Segment Start: SUPPLIED MATERIAL

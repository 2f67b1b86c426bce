//! Blocked-Domains main entry point
//!
//! This is the command-line interface for the blocked-domain list harvester.

use anyhow::Context;
use blocked_domains::config::{load_config_with_hash, Config};
use blocked_domains::crawler::{run_crawl, CrawlTarget};
use blocked_domains::dedupe::dedupe_with_report;
use blocked_domains::output::print_summary;
use blocked_domains::BlockedError;
use clap::Parser;
use std::fs;
use std::path::{Path, PathBuf};
use std::process::ExitCode;
use tracing_subscriber::EnvFilter;

/// Blocked-Domains: a blocked-domain list harvester
///
/// Crawls a paginated listing of censorship test results, keeps the entries
/// blocked at or above the configured percentage, and writes a minimal sorted
/// domain list (subdomains of listed domains removed) plus an IP list.
#[derive(Parser, Debug)]
#[command(name = "blocked-domains")]
#[command(version = "1.0.0")]
#[command(about = "Harvests a minimal list of blocked domains", long_about = None)]
struct Cli {
    /// Path to TOML configuration file
    #[arg(value_name = "CONFIG", required_unless_present = "dedupe")]
    config: Option<PathBuf>,

    /// Increase logging verbosity (-v, -vv, -vvv)
    #[arg(short, long, action = clap::ArgAction::Count)]
    verbose: u8,

    /// Suppress non-error output
    #[arg(short, long, conflicts_with = "verbose")]
    quiet: bool,

    /// Validate config and show what would be crawled without any network access
    #[arg(long, conflicts_with = "dedupe")]
    dry_run: bool,

    /// Remove redundant subdomains from a newline-delimited domain file and print the result
    #[arg(long, value_name = "FILE")]
    dedupe: Option<PathBuf>,
}

#[tokio::main]
async fn main() -> ExitCode {
    let cli = Cli::parse();

    // Setup logging based on verbosity
    setup_logging(cli.verbose, cli.quiet);

    if let Some(path) = &cli.dedupe {
        return match handle_dedupe(path) {
            Ok(()) => ExitCode::SUCCESS,
            Err(e) => {
                tracing::error!("{:#}", e);
                ExitCode::FAILURE
            }
        };
    }

    let Some(config_path) = cli.config else {
        tracing::error!("No configuration file given");
        return ExitCode::from(2);
    };

    match run(&config_path, cli.dry_run).await {
        Ok(()) => ExitCode::SUCCESS,
        Err(e) => {
            tracing::error!("Run failed: {}", e);
            ExitCode::from(e.exit_code())
        }
    }
}

async fn run(config_path: &Path, dry_run: bool) -> Result<(), BlockedError> {
    // Load and validate configuration
    tracing::info!("Loading configuration from: {}", config_path.display());
    let (config, config_hash) = load_config_with_hash(config_path)?;
    tracing::info!("Configuration loaded successfully (hash: {})", config_hash);

    if dry_run {
        handle_dry_run(&config);
        Ok(())
    } else {
        handle_crawl(config, config_hash).await
    }
}

/// Sets up the logging/tracing subscriber based on verbosity level
fn setup_logging(verbose: u8, quiet: bool) {
    let filter = if quiet {
        // Only show errors
        EnvFilter::new("error")
    } else {
        match verbose {
            0 => EnvFilter::new("blocked_domains=info,warn"),
            1 => EnvFilter::new("blocked_domains=debug,info"),
            2 => EnvFilter::new("blocked_domains=trace,debug"),
            _ => EnvFilter::new("trace"),
        }
    };

    tracing_subscriber::fmt()
        .with_env_filter(filter)
        .with_target(false)
        .with_thread_ids(false)
        .with_file(false)
        .init();
}

/// Handles the --dry-run mode: shows what would be crawled
fn handle_dry_run(config: &Config) {
    println!("=== Blocked-Domains Dry Run ===\n");

    println!("Crawler Configuration:");
    println!(
        "  Concurrency: {} (configured: {})",
        config.crawler.effective_concurrency(),
        config
            .crawler
            .concurrency
            .map_or_else(|| "auto".to_string(), |n| n.to_string())
    );
    println!("  Attempts per page: {}", config.crawler.max_retries);
    println!("  Retry delay: {}ms", config.crawler.retry_delay_ms);
    println!("  Record buffer: {}", config.crawler.channel_capacity);
    println!("  Request timeout: {}s", config.crawler.request_timeout_secs);
    println!("  User agent: {}", config.crawler.user_agent);

    println!("\nFilter:");
    println!("  Minimum blocked percentage: {}%", config.filter.percent);
    println!("  Domain pattern: {}", config.filter.domain_regex);
    match config.filter.domain_group {
        Some(group) => println!("  Domain group: {}", group),
        None => println!("  Domain group: second-to-last"),
    }
    println!("  IP pattern: {}", config.filter.ip_regex);

    let dir = Path::new(&config.output.dir);
    println!("\nOutput:");
    println!("  Raw records: {}", dir.join(&config.output.raw_file).display());
    println!("  Domains: {}", dir.join(&config.output.domain_file).display());
    println!("  IPs: {}", dir.join(&config.output.ip_file).display());

    let targets = CrawlTarget::from_config(config);
    println!("\nTargets ({}):", targets.len());
    for target in &targets {
        let range = match target.to {
            Some(to) => format!("{}..={}", target.from, to),
            None => format!("{}..=last", target.from),
        };
        let probe = target
            .probe_url()
            .unwrap_or_else(|e| format!("<invalid: {}>", e));

        if target.enabled {
            println!("  - {} pages {} (probe {})", target.name, range, probe);
        } else {
            println!("  - {} (disabled)", target.name);
        }
    }

    println!("\n✓ Configuration is valid");
    println!(
        "✓ Would probe {} enabled targets",
        targets.iter().filter(|t| t.enabled).count()
    );
}

/// Handles the --dedupe mode: offline redundancy removal
fn handle_dedupe(path: &Path) -> anyhow::Result<()> {
    let content = fs::read_to_string(path)
        .with_context(|| format!("Failed to read domain list {}", path.display()))?;

    let domains: Vec<&str> = content
        .lines()
        .map(str::trim)
        .filter(|line| !line.is_empty())
        .collect();

    let report = dedupe_with_report(&domains);
    tracing::info!(
        "Kept {} of {} domains ({} redundant, {} rejected)",
        report.kept.len(),
        domains.len(),
        report.redundant.len(),
        report.rejected.len()
    );

    for domain in &report.kept {
        println!("{}", domain);
    }

    Ok(())
}

/// Handles the main crawl operation
async fn handle_crawl(config: Config, config_hash: String) -> Result<(), BlockedError> {
    let enabled = config.targets.iter().filter(|t| t.enabled).count();
    tracing::info!(
        "Targets: {} enabled of {}, threshold {}%",
        enabled,
        config.targets.len(),
        config.filter.percent
    );

    // Run the crawler
    let summary = run_crawl(config, Some(config_hash)).await?;
    tracing::info!("Crawl completed successfully");
    print_summary(&summary);

    Ok(())
}
/// Splits a domain into its labels, TLD first
///
/// Returns `None` for an empty domain or one containing an empty label
/// (leading, trailing or doubled dots).
///
/// # Examples
///
/// ```
/// use blocked_domains::url::reversed_labels;
///
/// assert_eq!(reversed_labels("a.b.com"), Some(vec!["com", "b", "a"]));
/// assert_eq!(reversed_labels("a..com"), None);
/// assert_eq!(reversed_labels(""), None);
/// ```
pub fn reversed_labels(domain: &str) -> Option<Vec<&str>> {
    if domain.is_empty() {
        return None;
    }

    let labels: Vec<&str> = domain.rsplit('.').collect();
    if labels.iter().any(|label| label.is_empty()) {
        return None;
    }

    Some(labels)
}

/// Checks whether `candidate` is `parent` itself or one of its subdomains
///
/// The match is label-aligned: `ba.com` is not covered by `a.com`.
///
/// # Examples
///
/// ```
/// use blocked_domains::url::is_covered_by;
///
/// assert!(is_covered_by("example.com", "example.com"));
/// assert!(is_covered_by("example.com", "api.v2.example.com"));
/// assert!(!is_covered_by("example.com", "myexample.com"));
/// assert!(!is_covered_by("api.example.com", "example.com"));
/// ```
pub fn is_covered_by(parent: &str, candidate: &str) -> bool {
    candidate == parent
        || candidate
            .strip_suffix(parent)
            .is_some_and(|prefix| prefix.ends_with('.'))
}

#[cfg(test)]
mod tests {
    use super::*;

    #[test]
    fn test_reversed_labels_single() {
        assert_eq!(reversed_labels("localhost"), Some(vec!["localhost"]));
    }

    #[test]
    fn test_reversed_labels_nested() {
        assert_eq!(
            reversed_labels("api.v2.example.com"),
            Some(vec!["com", "example", "v2", "api"])
        );
    }

    #[test]
    fn test_reversed_labels_rejects_empty_labels() {
        assert_eq!(reversed_labels(".example.com"), None);
        assert_eq!(reversed_labels("example.com."), None);
        assert_eq!(reversed_labels("example..com"), None);
        assert_eq!(reversed_labels("."), None);
    }

    #[test]
    fn test_covered_exact() {
        assert!(is_covered_by("example.com", "example.com"));
        assert!(!is_covered_by("example.com", "example.org"));
    }

    #[test]
    fn test_covered_subdomain() {
        assert!(is_covered_by("example.com", "blog.example.com"));
        assert!(is_covered_by("com", "example.com"));
    }

    #[test]
    fn test_not_covered_on_partial_label() {
        assert!(!is_covered_by("example.com", "badexample.com"));
        assert!(!is_covered_by("a.com", "ba.com"));
    }

    #[test]
    fn test_parent_is_not_covered_by_child() {
        assert!(!is_covered_by("blog.example.com", "example.com"));
    }
}
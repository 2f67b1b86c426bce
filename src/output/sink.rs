//! Output sinks
//!
//! Two kinds of sinks are used by a run:
//! - `RecordSink` receives every crawled record for the raw audit file
//! - `LineSink` receives the final sorted domain and IP lists
//!
//! `FileSink` implements both on top of a buffered file. Files are truncated on
//! creation; nothing is persisted beyond these newline-delimited lists.

use crate::config::OutputConfig;
use crate::{BlockedError, Result};
use std::fs::{self, File};
use std::io::{BufWriter, Write};
use std::path::{Path, PathBuf};

/// Destination of raw `(value, percent)` records
pub trait RecordSink: Send {
    /// Writes one record as `value | percent`
    fn write_record(&mut self, value: &str, percent: u32) -> Result<()>;

    /// Flushes buffered output
    fn finish(&mut self) -> Result<()>;
}

/// Destination of newline-delimited values
pub trait LineSink: Send {
    fn write_line(&mut self, line: &str) -> Result<()>;

    /// Flushes buffered output
    fn finish(&mut self) -> Result<()>;
}

/// Formats a raw record the way it appears in the audit file
pub fn format_record(value: &str, percent: u32) -> String {
    format!("{} | {}", value, percent)
}

/// Buffered file sink
#[derive(Debug)]
pub struct FileSink {
    path: PathBuf,
    writer: BufWriter<File>,
    lines: usize,
}

impl FileSink {
    /// Creates (or truncates) the file at `path`
    pub fn create(path: impl Into<PathBuf>) -> Result<Self> {
        let path = path.into();
        let file = File::create(&path).map_err(|source| BlockedError::Sink {
            path: path.clone(),
            source,
        })?;

        Ok(Self {
            path,
            writer: BufWriter::new(file),
            lines: 0,
        })
    }

    pub fn path(&self) -> &Path {
        &self.path
    }

    /// Number of lines written so far
    pub fn lines(&self) -> usize {
        self.lines
    }

    fn write_str(&mut self, line: &str) -> Result<()> {
        writeln!(self.writer, "{}", line).map_err(|source| self.sink_error(source))?;
        self.lines += 1;
        Ok(())
    }

    fn flush(&mut self) -> Result<()> {
        self.writer.flush().map_err(|source| self.sink_error(source))
    }

    fn sink_error(&self, source: std::io::Error) -> BlockedError {
        BlockedError::Sink {
            path: self.path.clone(),
            source,
        }
    }
}

impl RecordSink for FileSink {
    fn write_record(&mut self, value: &str, percent: u32) -> Result<()> {
        self.write_str(&format_record(value, percent))
    }

    fn finish(&mut self) -> Result<()> {
        self.flush()
    }
}

impl LineSink for FileSink {
    fn write_line(&mut self, line: &str) -> Result<()> {
        self.write_str(line)
    }

    fn finish(&mut self) -> Result<()> {
        self.flush()
    }
}

/// In-memory record sink
impl RecordSink for Vec<String> {
    fn write_record(&mut self, value: &str, percent: u32) -> Result<()> {
        self.push(format_record(value, percent));
        Ok(())
    }

    fn finish(&mut self) -> Result<()> {
        Ok(())
    }
}

/// In-memory line sink
impl LineSink for Vec<String> {
    fn write_line(&mut self, line: &str) -> Result<()> {
        self.push(line.to_string());
        Ok(())
    }

    fn finish(&mut self) -> Result<()> {
        Ok(())
    }
}

/// Writes every line and flushes; returns the number of lines written
pub fn write_lines<S, I>(sink: &mut S, lines: I) -> Result<usize>
where
    S: LineSink + ?Sized,
    I: IntoIterator,
    I::Item: AsRef<str>,
{
    let mut count = 0;
    for line in lines {
        sink.write_line(line.as_ref())?;
        count += 1;
    }
    sink.finish()?;
    Ok(count)
}

/// The three output files of a run, opened up front
#[derive(Debug)]
pub struct OutputFiles {
    pub raw: FileSink,
    pub domains: FileSink,
    pub ips: FileSink,
}

impl OutputFiles {
    /// Creates the output directory if needed and truncates all three files
    pub fn create(config: &OutputConfig) -> Result<Self> {
        let dir = Path::new(&config.dir);
        fs::create_dir_all(dir).map_err(|source| BlockedError::Sink {
            path: dir.to_path_buf(),
            source,
        })?;

        tracing::debug!("Writing output to {}", dir.display());

        Ok(Self {
            raw: FileSink::create(dir.join(&config.raw_file))?,
            domains: FileSink::create(dir.join(&config.domain_file))?,
            ips: FileSink::create(dir.join(&config.ip_file))?,
        })
    }
}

Segment End: SUPPLIED MATERIAL

WORK ORDER
Please work out how many lines in the material contain the word "percentage" and state only that number.

SOLUTION TO THIS TASK
2